Work to complete
Only lines containing the string "TokenSetArgs" belong in the answer; copy all of them from the entries.

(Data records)
-- -- --

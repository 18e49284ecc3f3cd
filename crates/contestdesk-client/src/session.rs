//! Session lifecycle signals.
//!
//! A 401 on an admin page ends the admin session. Hosts subscribe here and
//! decide how to return the user to the sign-in view (re-render, navigate,
//! prompt on the terminal).

use tokio::sync::broadcast;
use tokio::sync::broadcast::error::{RecvError, TryRecvError};

const DEFAULT_CAPACITY: usize = 16;

/// Session lifecycle event.
#[derive(Clone, Debug, PartialEq, Eq)]
pub enum SessionEvent {
    /// The admin credential was rejected and has been cleared.
    Expired {
        /// Page path active when the rejection arrived.
        path: String,
    },
}

impl SessionEvent {
    /// Machine-friendly discriminator used in logs.
    #[must_use]
    pub const fn kind(&self) -> &'static str {
        match self {
            Self::Expired { .. } => "session_expired",
        }
    }
}

/// Broadcast bus for session events.
#[derive(Clone, Debug)]
pub struct SessionEvents {
    sender: broadcast::Sender<SessionEvent>,
}

impl SessionEvents {
    /// Bus with room for `capacity` undelivered events per subscriber.
    ///
    /// # Panics
    ///
    /// Panics if `capacity` is zero.
    #[must_use]
    pub fn with_capacity(capacity: usize) -> Self {
        assert!(capacity > 0, "session event capacity must be positive");
        let (sender, _) = broadcast::channel(capacity);
        Self { sender }
    }

    /// Bus with the default capacity.
    #[must_use]
    pub fn new() -> Self {
        Self::with_capacity(DEFAULT_CAPACITY)
    }

    /// Publish an event, returning how many subscribers received it.
    pub fn publish(&self, event: SessionEvent) -> usize {
        self.sender.send(event).unwrap_or(0)
    }

    /// Subscribe to events published from now on.
    #[must_use]
    pub fn subscribe(&self) -> SessionStream {
        SessionStream {
            receiver: self.sender.subscribe(),
        }
    }
}

impl Default for SessionEvents {
    fn default() -> Self {
        Self::new()
    }
}

/// Receiving side of [`SessionEvents`].
#[derive(Debug)]
pub struct SessionStream {
    receiver: broadcast::Receiver<SessionEvent>,
}

impl SessionStream {
    /// Wait for the next event. Returns `None` once every sender is dropped.
    pub async fn next(&mut self) -> Option<SessionEvent> {
        loop {
            match self.receiver.recv().await {
                Ok(event) => return Some(event),
                Err(RecvError::Lagged(_)) => {}
                Err(RecvError::Closed) => return None,
            }
        }
    }

    /// Take the next pending event without waiting.
    pub fn try_next(&mut self) -> Option<SessionEvent> {
        loop {
            match self.receiver.try_recv() {
                Ok(event) => return Some(event),
                Err(TryRecvError::Lagged(_)) => {}
                Err(TryRecvError::Empty | TryRecvError::Closed) => return None,
            }
        }
    }
}
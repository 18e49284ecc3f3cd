//! Command-line client for the contest catalogue backend.

use std::path::PathBuf;

use clap::{Args, Parser, Subcommand, ValueEnum};
use contestdesk_client::{ClassLevel, SessionEvent, SessionStream};
use contestdesk_telemetry::{LogFormat, LoggingConfig, init_logging};
use url::Url;
use uuid::Uuid;

use crate::client::{AppContext, CliResult, parse_url};
use crate::commands::contests::{
    handle_contest_add, handle_contest_get, handle_contest_list, handle_contest_remove,
    handle_contest_update,
};
use crate::commands::token::{handle_token_clear, handle_token_set, handle_token_status};

const DEFAULT_HOST: &str = "localhost";
const DEFAULT_PAGE_PATH: &str = "/admin";
const DEFAULT_TOKEN_STORE: &str = ".contestdesk/storage.json";
const DEFAULT_CLI_LOG_LEVEL: &str = "warn";

/// Parses CLI arguments, executes the requested command, and reports session
/// events raised along the way. Returns the process exit code.
pub async fn run() -> i32 {
    let cli = Cli::parse();

    let logging = LoggingConfig {
        level: &cli.log_level,
        format: cli.log_format,
        build_sha: option_env!("CONTESTDESK_BUILD_SHA").unwrap_or("dev"),
    };
    if let Err(err) = init_logging(&logging) {
        eprintln!("warning: {err:#}");
    }

    let command_name = command_label(&cli.command);
    let trace_id = Uuid::new_v4().to_string();
    let (ctx, mut events) = match AppContext::from_cli(&cli, &trace_id) {
        Ok(parts) => parts,
        Err(err) => {
            eprintln!("error: {}", err.display_message());
            return err.exit_code();
        }
    };

    let result = dispatch(cli.command, cli.output, &ctx).await;
    report_session_events(&mut events);

    match result {
        Ok(()) => {
            tracing::debug!(command = command_name, trace_id = %trace_id, "command succeeded");
            0
        }
        Err(err) => {
            let exit_code = err.exit_code();
            tracing::debug!(
                command = command_name,
                trace_id = %trace_id,
                exit_code,
                "command failed"
            );
            eprintln!("error: {}", err.display_message());
            exit_code
        }
    }
}

async fn dispatch(command: Command, output: OutputFormat, ctx: &AppContext) -> CliResult<()> {
    match command {
        Command::Contests(contests) => match contests {
            ContestsCommand::Ls(args) => handle_contest_list(ctx, args, output).await,
            ContestsCommand::Get(args) => handle_contest_get(ctx, args, output).await,
            ContestsCommand::Add(args) => handle_contest_add(ctx, args, output).await,
            ContestsCommand::Update(args) => handle_contest_update(ctx, args, output).await,
            ContestsCommand::Rm(args) => handle_contest_remove(ctx, args).await,
        },
        Command::Token(token) => match token {
            TokenCommand::Set(args) => handle_token_set(ctx, args),
            TokenCommand::Clear => handle_token_clear(ctx),
            TokenCommand::Status => handle_token_status(ctx),
        },
    }
}

/// Print a sign-in prompt when a command ran into an expired admin session.
fn report_session_events(events: &mut SessionStream) {
    let mut expired = false;
    while let Some(event) = events.try_next() {
        tracing::debug!(kind = event.kind(), "session event received");
        if matches!(event, SessionEvent::Expired { .. }) {
            expired = true;
        }
    }
    if expired {
        eprintln!(
            "admin session expired; run `contestdesk token set <token>` to sign in again"
        );
    }
}

#[derive(Parser)]
#[command(
    name = "contestdesk",
    about = "Command-line client for the contest catalogue"
)]
pub(crate) struct Cli {
    #[arg(long, global = true, env = "CONTESTDESK_HOST", default_value = DEFAULT_HOST)]
    pub(crate) host: String,
    #[arg(
        long,
        global = true,
        env = "CONTESTDESK_PAGE_PATH",
        default_value = DEFAULT_PAGE_PATH,
        help = "Page path the request is attributed to; paths containing /admin expire the session on 401"
    )]
    pub(crate) page_path: String,
    #[arg(
        long,
        global = true,
        env = "CONTESTDESK_API_URL",
        value_parser = parse_url,
        help = "Override the base URL derived from --host"
    )]
    pub(crate) api_url: Option<Url>,
    #[arg(
        long,
        global = true,
        env = "CONTESTDESK_TOKEN_STORE",
        default_value = DEFAULT_TOKEN_STORE
    )]
    pub(crate) token_store: PathBuf,
    #[arg(
        long,
        global = true,
        env = "CONTESTDESK_CA_CERT",
        help = "PEM bundle with extra root certificates to trust"
    )]
    pub(crate) ca_cert: Option<PathBuf>,
    #[arg(
        long = "output",
        alias = "format",
        global = true,
        value_enum,
        default_value_t = OutputFormat::Table,
        help = "Select output format for commands that render structured data"
    )]
    pub(crate) output: OutputFormat,
    #[arg(
        long,
        global = true,
        env = "CONTESTDESK_LOG_FORMAT",
        default_value = "auto"
    )]
    pub(crate) log_format: LogFormat,
    #[arg(
        long,
        global = true,
        env = "CONTESTDESK_LOG_LEVEL",
        default_value = DEFAULT_CLI_LOG_LEVEL
    )]
    pub(crate) log_level: String,
    #[command(subcommand)]
    pub(crate) command: Command,
}

#[derive(Subcommand)]
pub(crate) enum Command {
    /// Browse and manage contests.
    #[command(subcommand)]
    Contests(ContestsCommand),
    /// Manage the stored admin token.
    #[command(subcommand)]
    Token(TokenCommand),
}

#[derive(Subcommand)]
pub(crate) enum ContestsCommand {
    /// List contests, optionally filtered by class or year.
    Ls(ContestListArgs),
    /// Show one contest.
    Get(ContestIdArgs),
    /// Create a contest from a JSON file.
    Add(ContestAddArgs),
    /// Apply a partial update from a JSON file.
    Update(ContestUpdateArgs),
    /// Delete a contest.
    Rm(ContestIdArgs),
}

#[derive(Subcommand)]
pub(crate) enum TokenCommand {
    /// Store an admin token issued by the backend.
    Set(TokenSetArgs),
    /// Forget the stored admin token.
    Clear,
    /// Report whether an admin token is stored.
    Status,
}

#[derive(Args, Debug)]
pub(crate) struct ContestListArgs {
    #[arg(long = "class", value_parser = parse_class_level, conflicts_with = "year")]
    pub(crate) class_level: Option<ClassLevel>,
    #[arg(long)]
    pub(crate) year: Option<i32>,
}

#[derive(Args, Debug)]
pub(crate) struct ContestIdArgs {
    pub(crate) id: i64,
}

#[derive(Args, Debug)]
pub(crate) struct ContestAddArgs {
    #[arg(long)]
    pub(crate) file: PathBuf,
}

#[derive(Args, Debug)]
pub(crate) struct ContestUpdateArgs {
    pub(crate) id: i64,
    #[arg(long)]
    pub(crate) file: PathBuf,
}

#[derive(Args, Debug)]
pub(crate) struct TokenSetArgs {
    pub(crate) value: String,
}

#[derive(Copy, Clone, Debug, PartialEq, Eq, ValueEnum)]
pub(crate) enum OutputFormat {
    Table,
    Json,
}

fn parse_class_level(input: &str) -> Result<ClassLevel, String> {
    input
        .parse::<ClassLevel>()
        .map_err(|_| format!("invalid class '{input}' (expected 9, 10, 11, 12, or other)"))
}

const fn command_label(command: &Command) -> &'static str {
    match command {
        Command::Contests(ContestsCommand::Ls(_)) => "contests_ls",
        Command::Contests(ContestsCommand::Get(_)) => "contests_get",
        Command::Contests(ContestsCommand::Add(_)) => "contests_add",
        Command::Contests(ContestsCommand::Update(_)) => "contests_update",
        Command::Contests(ContestsCommand::Rm(_)) => "contests_rm",
        Command::Token(TokenCommand::Set(_)) => "token_set",
        Command::Token(TokenCommand::Clear) => "token_clear",
        Command::Token(TokenCommand::Status) => "token_status",
    }
}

-- -- --

Output of the task
    Set(TokenSetArgs),
pub(crate) struct TokenSetArgs {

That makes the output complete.